Daniel Ortega. Foto: Wikipedia CommonsBerlin (epo.de). - Mehrere deutsche Nichtregierungsorganisationen (NRO), Hilfswerke und Städtepartnerschaftsinitiativen haben in einem Appell an die nicaraguanische Regierung ihre Besorgnis über die derzeitige Situation in dem mittelamerikanischen Land zum Ausdruck gebracht. In einer an Präsident Daniel Ortega gerichteten Stellungnahme protestierten die Organisationen, darunter terre des hommes und medico international, entschieden gegen die jüngsten pauschalen Vorwürfe und Strafverfolgungsmaßnahmen gegen Nichtregierungsorganisationen in Nicaragua.

Die sandinistische Regierung Ortega hatte gegen mehrere Organisationen Vorwürfe erhoben, sie würden Geldwäsche betreiben und seien "imperialistisch ferngesteuert". Insbesondere Frauenorganisationen, darunter auch terre des hommes-Projektpartner, seien in den Medien verunglimpft worden, kritisierten medico und terre des hommes.

"Die Vorwürfe der Regierung Nicaraguas sind aus der Luft gegriffen. terre des hommes arbeitet seit den 1970er Jahren gemeinsam mit lokalen Partnern an der Verbesserung der Bildungs- und Gesundheitsversorgung und an der Stärkung der Demokratie", sagte der Sprecher von terred des hommes, Wolf-Christian Ramm.
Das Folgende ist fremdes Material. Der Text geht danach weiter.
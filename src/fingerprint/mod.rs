//! Task fingerprinting and cache key derivation
//!
//! A decision is worth caching only if we can recognize the same workload
//! later. Recognition has three parts: a deterministic hash of the task's
//! stable identity, a coarse bucket for the input size, and a coarse bucket
//! for the per-item execution time. Bucketing keeps keys from being
//! over-specific: a run over 950 items at 2.1 ms and one over 800 items at
//! 2.4 ms should hit the same entry.
//!
//! Hashes are cached process-wide, keyed by the task's address, with a
//! read-fast/write-slow double-checked locking pattern. The cache carries
//! the same caveat as any identity-address scheme: addresses can be reused
//! after a task is dropped, so tests that churn through tasks should call
//! [`clear_function_hash_cache`] between cases.

use crate::cache::SCHEMA_VERSION;
use crate::task::Task;
use sha2::{Digest, Sha256};
use std::collections::HashMap;
use std::sync::RwLock;

static HASH_CACHE: RwLock<Option<HashMap<usize, String>>> = RwLock::new(None);

/// First 16 hex characters of SHA-256 over the task's stable identity
pub fn function_hash<W: Task + ?Sized>(task: &W) -> String {
    let key = task as *const W as *const () as usize;

    // Fast path: shared read, no exclusive lock.
    if let Some(cache) = HASH_CACHE.read().unwrap().as_ref() {
        if let Some(hash) = cache.get(&key) {
            return hash.clone();
        }
    }

    let mut guard = HASH_CACHE.write().unwrap();
    let cache = guard.get_or_insert_with(HashMap::new);
    // Re-check: another thread may have filled the slot while we waited.
    if let Some(hash) = cache.get(&key) {
        return hash.clone();
    }

    let hash = compute_hash(&task.stable_identity());
    cache.insert(key, hash.clone());
    hash
}

fn compute_hash(identity: &[u8]) -> String {
    let digest = Sha256::digest(identity);
    let mut hex = String::with_capacity(16);
    for byte in digest.iter().take(8) {
        hex.push_str(&format!("{byte:02x}"));
    }
    hex
}

/// Clear the function hash cache. Test-only entry point.
pub fn clear_function_hash_cache() {
    let mut guard = HASH_CACHE.write().unwrap();
    if let Some(cache) = guard.as_mut() {
        cache.clear();
    }
}

/// Task complexity metric: length of the stable identity in bytes
///
/// Persisted alongside cache entries as a training feature; plays no part
/// in the decision itself.
pub fn function_complexity<W: Task + ?Sized>(task: &W) -> u64 {
    task.stable_identity().len() as u64
}

/// Bucket an input size into a coarse class
pub fn size_bucket(data_size: usize) -> &'static str {
    if data_size < 10 {
        "tiny"
    } else if data_size < 100 {
        "small"
    } else if data_size < 1000 {
        "medium"
    } else if data_size < 10000 {
        "large"
    } else {
        "xlarge"
    }
}

/// Bucket a per-item execution time into a coarse class (log scale)
pub fn time_bucket(avg_time_s: f64) -> &'static str {
    if avg_time_s < 0.0001 {
        "instant"
    } else if avg_time_s < 0.001 {
        "fast"
    } else if avg_time_s < 0.01 {
        "moderate"
    } else if avg_time_s < 0.1 {
        "slow"
    } else {
        "very_slow"
    }
}

/// Cache key for an optimization decision
///
/// Format: `func:{hex16}_size:{bucket}_time:{bucket}_v:{version}`.
pub fn cache_key<W: Task + ?Sized>(task: &W, data_size: usize, avg_time_s: f64) -> String {
    format!(
        "func:{}_size:{}_time:{}_v:{}",
        function_hash(task),
        size_bucket(data_size),
        time_bucket(avg_time_s),
        SCHEMA_VERSION
    )
}

/// Cache key for an empirical benchmark measurement
///
/// Benchmarks are repeatable only at the exact workload size, so the size
/// is embedded unbucketed.
pub fn benchmark_cache_key<W: Task + ?Sized>(task: &W, data_size: usize) -> String {
    format!(
        "benchmark_{}_{}_v{}",
        function_hash(task),
        data_size,
        SCHEMA_VERSION
    )
}

#[cfg(test)]
mod tests {
    use super::*;
    use crate::task::FnTask;

    #[test]
    fn test_hash_is_deterministic() {
        let task = FnTask::new("stable", |x: &u64| x + 1);
        let first = function_hash(&task);
        let second = function_hash(&task);
        assert_eq!(first, second);
        assert_eq!(first.len(), 16);
        assert!(first.chars().all(|c| c.is_ascii_hexdigit()));
    }

    #[test]
    fn test_hash_follows_identity() {
        let a = FnTask::new("task-a", |x: &u64| x + 1);
        let b = FnTask::new("task-b", |x: &u64| x + 1);
        clear_function_hash_cache();
        assert_ne!(function_hash(&a), function_hash(&b));
    }

    #[test]
    fn test_hash_survives_cache_clear() {
        let task = FnTask::new("clear-me", |x: &u64| x * 3);
        let before = function_hash(&task);
        clear_function_hash_cache();
        let after = function_hash(&task);
        assert_eq!(before, after);
    }

    #[test]
    fn test_size_buckets() {
        assert_eq!(size_bucket(0), "tiny");
        assert_eq!(size_bucket(9), "tiny");
        assert_eq!(size_bucket(10), "small");
        assert_eq!(size_bucket(99), "small");
        assert_eq!(size_bucket(100), "medium");
        assert_eq!(size_bucket(999), "medium");
        assert_eq!(size_bucket(1000), "large");
        assert_eq!(size_bucket(9999), "large");
        assert_eq!(size_bucket(10000), "xlarge");
    }

    #[test]
    fn test_time_buckets() {
        assert_eq!(time_bucket(0.00005), "instant");
        assert_eq!(time_bucket(0.0005), "fast");
        assert_eq!(time_bucket(0.005), "moderate");
        assert_eq!(time_bucket(0.05), "slow");
        assert_eq!(time_bucket(0.5), "very_slow");
    }

    #[test]
    fn test_cache_key_format() {
        let task = FnTask::new("keyed", |x: &u64| x + 1);
        let key = cache_key(&task, 500, 0.003);
        assert!(key.starts_with("func:"));
        assert!(key.contains("_size:medium_"));
        assert!(key.contains("_time:moderate_"));
        assert!(key.ends_with(&format!("_v:{SCHEMA_VERSION}")));
    }

    #[test]
    fn test_benchmark_key_uses_exact_size() {
        let task = FnTask::new("bench", |x: &u64| x + 1);
        let k1 = benchmark_cache_key(&task, 500);
        let k2 = benchmark_cache_key(&task, 501);
        assert_ne!(k1, k2);
    }
}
"Wir appellieren dringend, die Einschüchterung nicaraguanischer und internationaler Organisationen zu beenden und stattdessen den Dialog und die Zusammenarbeit zu suchen", erklärte Katja Maurer von medico international. Die Hilfsorganisation ist ebenfalls seit mehr als 30 Jahren in der Förderung von Gesundheits- und Demokratieprojekten in Nicaragua aktiv.

Der Appell ging der nicaraguanischen Regierung vor wenigen Tagen zu. Die Unterzeichner betonten darin, dass die Solidarität mit Nicaragua in Deutschland eine lange Tradition habe und dass alle Organisationen hofften, die in den letzten Jahrzehnten entstandene Arbeit auch unter der derzeitigen Regierung fortführen zu können.